I set up shop on the porch steps, pulled out the frigid fish, opened my knife and braced myself for the first run of de-scaling. Holding the tail down firmly, I raked the scaler from the back to the front of the fish. The perch apparently found this unpleasant. He popped his mouth open into a gaping Ow! and started thrashing on the step, then off the step and into the dirt. I freaked out, jumped back and stared at the fish. Flopping. Gasping. Slowing… stopped. He didn’t have much left in him, but he had enough to put me off scaling and cooking him. I gathered him up and put him back on the porch step, then dug a small fishy grave next to the garden, where I buried him and stacked a few rocks to mark his eternal resting place. I was not cut out for fishing.

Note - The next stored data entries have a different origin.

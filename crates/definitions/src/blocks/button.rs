use shared::domain::Block;

use super::{MIDI_CHANNEL_MAX, MIDI_CHANNEL_MIN, MIDI_ID_MAX};
use crate::{
    block::{BlockDefinition, Navigation},
    field::FieldDefinition,
};

pub fn button_block() -> BlockDefinition {
    let button = Block::Button;
    BlockDefinition {
        block: button,
        navigation: Navigation::new("Button", "device-buttons", "buttons", "button"),
        component_count_index: Some(0),
        fields: vec![
            FieldDefinition::value(button, "type", 0)
                .select(&[(0, "Momentary"), (1, "Latching")])
                .label("Type")
                .help(
                    "Momentary buttons send a message on press and another on release. \
                     Latching buttons toggle their state on every press.",
                ),
            FieldDefinition::value(button, "messageType", 1)
                .select(&[
                    (0, "Note"),
                    (1, "Program change"),
                    (2, "Control change"),
                    (3, "Control change / reset"),
                    (4, "MMC stop"),
                    (5, "MMC play"),
                    (6, "MMC record"),
                    (7, "MMC pause"),
                    (8, "Real time clock"),
                    (9, "Real time start"),
                    (10, "Real time continue"),
                    (11, "Real time stop"),
                ])
                .label("Message type"),
            FieldDefinition::value(button, "midiId", 2)
                .input(0, MIDI_ID_MAX)
                .label("MIDI ID"),
            FieldDefinition::value(button, "value", 3)
                .input(1, MIDI_ID_MAX)
                .label("Value")
                .help("Velocity for notes, value for control change messages."),
            FieldDefinition::value(button, "midiChannel", 4)
                .input(MIDI_CHANNEL_MIN, MIDI_CHANNEL_MAX)
                .label("MIDI channel"),
        ],
    }
}
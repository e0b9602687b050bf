//! Core state for the AI tool hub front-end: screens, overlay, card catalog,
//! intents/effects, and asset path resolution.
//!
//! Everything in this crate is synchronous and GUI-free. The shell owns one
//! [`session::HubSession`], feeds it intents produced by screen renderers,
//! and runs whatever effect comes back.

pub mod assets;
pub mod cards;
pub mod nav;
pub mod overlay;
pub mod session;

pub use assets::{AssetBase, AssetError, MENTOR_CLIP_LOGICAL_PATH};
pub use cards::{card_by_id, card_catalog, CardActivation, CardDescriptor, CardId};
pub use nav::{Screen, ViewSelector};
pub use overlay::OverlayState;
pub use session::{HubEffect, HubIntent, HubSession};
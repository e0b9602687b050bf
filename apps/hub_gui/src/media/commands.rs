//! Media commands queued from UI to the media worker.

use std::path::PathBuf;

pub enum MediaCommand {
    LoadClip { path: PathBuf },
}
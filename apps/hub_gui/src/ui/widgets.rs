//! Small shared widgets used by the dashboard and mockup headers.

use eframe::egui;

use crate::ui::theme;

/// Screen header with the institute mark, title/subtitle, and a back
/// control on the right. Returns true when the back control was clicked.
pub fn screen_header(ui: &mut egui::Ui, title: &str, subtitle: &str, back_label: &str) -> bool {
    let palette = theme::palette();
    let mut back_clicked = false;

    ui.horizontal(|ui| {
        logo_mark(ui);
        ui.vertical(|ui| {
            ui.label(
                egui::RichText::new(title)
                    .strong()
                    .size(18.0)
                    .color(palette.text_primary),
            );
            ui.label(egui::RichText::new(subtitle).small().color(palette.text_weak));
        });
        ui.with_layout(egui::Layout::right_to_left(egui::Align::Center), |ui| {
            let button = egui::Button::new(
                egui::RichText::new(back_label).small().color(palette.text_weak),
            )
            .fill(palette.card_fill)
            .stroke(egui::Stroke::new(1.0, palette.card_stroke))
            .corner_radius(999.0);
            if ui.add(button).clicked() {
                back_clicked = true;
            }
        });
    });

    back_clicked
}

fn logo_mark(ui: &mut egui::Ui) {
    let palette = theme::palette();
    let (rect, _) = ui.allocate_exact_size(egui::vec2(30.0, 30.0), egui::Sense::hover());
    let painter = ui.painter();
    painter.rect_filled(rect, 8.0, palette.accent.gamma_multiply(0.7));
    painter.rect_stroke(
        rect,
        8.0,
        egui::Stroke::new(1.0, palette.card_stroke),
        egui::StrokeKind::Middle,
    );
}
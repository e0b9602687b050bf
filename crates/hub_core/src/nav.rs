use serde::Serialize;

/// Top-level views the application can display. Exactly one is current at
/// any time; there is no "none" state.
#[derive(Debug, Clone, Copy, PartialEq, Eq, Hash, Serialize)]
#[serde(rename_all = "snake_case")]
pub enum Screen {
    Landing,
    Dashboard,
    Mockup,
}

impl Screen {
    /// Fixed logical parent used by back controls. Deliberately not a
    /// history stack: back from `Mockup` always lands on `Dashboard`.
    pub fn parent(self) -> Option<Screen> {
        match self {
            Screen::Landing => None,
            Screen::Dashboard => Some(Screen::Landing),
            Screen::Mockup => Some(Screen::Dashboard),
        }
    }

    pub fn name(self) -> &'static str {
        match self {
            Screen::Landing => "landing",
            Screen::Dashboard => "dashboard",
            Screen::Mockup => "mockup",
        }
    }
}

/// Holds the single currently active screen. Any transition is valid and
/// takes effect immediately; rapid repeated calls are last-write-wins,
/// consistent with single-threaded UI event dispatch.
#[derive(Debug, Clone)]
pub struct ViewSelector {
    current: Screen,
}

impl ViewSelector {
    pub fn new() -> Self {
        Self {
            current: Screen::Landing,
        }
    }

    pub fn current(&self) -> Screen {
        self.current
    }

    pub fn transition_to(&mut self, target: Screen) {
        if target != self.current {
            tracing::debug!(from = self.current.name(), to = target.name(), "screen transition");
        }
        self.current = target;
    }
}

impl Default for ViewSelector {
    fn default() -> Self {
        Self::new()
    }
}

#[cfg(test)]
mod tests {
    use super::{Screen, ViewSelector};

    #[test]
    fn starts_on_landing() {
        assert_eq!(ViewSelector::new().current(), Screen::Landing);
    }

    #[test]
    fn last_transition_wins_over_any_sequence() {
        let mut selector = ViewSelector::new();
        for target in [
            Screen::Dashboard,
            Screen::Mockup,
            Screen::Landing,
            Screen::Mockup,
            Screen::Dashboard,
        ] {
            selector.transition_to(target);
        }
        assert_eq!(selector.current(), Screen::Dashboard);
    }

    #[test]
    fn transition_to_current_screen_is_a_valid_noop() {
        let mut selector = ViewSelector::new();
        selector.transition_to(Screen::Landing);
        assert_eq!(selector.current(), Screen::Landing);
    }

    #[test]
    fn back_targets_are_fixed_parents() {
        assert_eq!(Screen::Mockup.parent(), Some(Screen::Dashboard));
        assert_eq!(Screen::Dashboard.parent(), Some(Screen::Landing));
        assert_eq!(Screen::Landing.parent(), None);
    }
}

Now, years later, having recently learned the wonderful fact that one does not need a license for salt-water sportfishing in Maine, I’ve returned to the angling life. I have been out fishing more in the past two weeks than in the past two decades. I have my own tackle box now, and my own rod and reel. My target fish is striped bass, and I have a bevy of rattlers, floaters, bucktail jigs, jig-heads, spinning worms, and my newest purchase from The Tackle Shop: YUM® brand slimy, rubbery lures coated in the same enzyme emitted by a panicked shad. The package advises me to “Start a Feeding Frenzy!” with this bait. 

There’s been no “frenzy” yet. I still haven’t landed a fish since that fateful day on Maranacook, though there’ve been some serious bites from big fish recently, one of them just a few feet in front of me, teasing me like Jaws. My new plan is to catch and release, so I leave the slip-joint pliers at home. I do, however, have a few Red Devil® spoons at the bottom of my tackle box. Look out, fish.

(On a side note, I would like to thank Liz Peavey for her kind words of advice last week.] Following her suggestions, I have begun my search for comparison candidates among the red-eyed stumblers of Old Orchard Beach, and officially re-named “The Millionaire Plan” simply “The Plan,” so as to remove the distinct possibility of disappointment. I also intend to inquire whether Peavey might be interested in being my part-time mentor, assuming that means she does my laundry once in a while.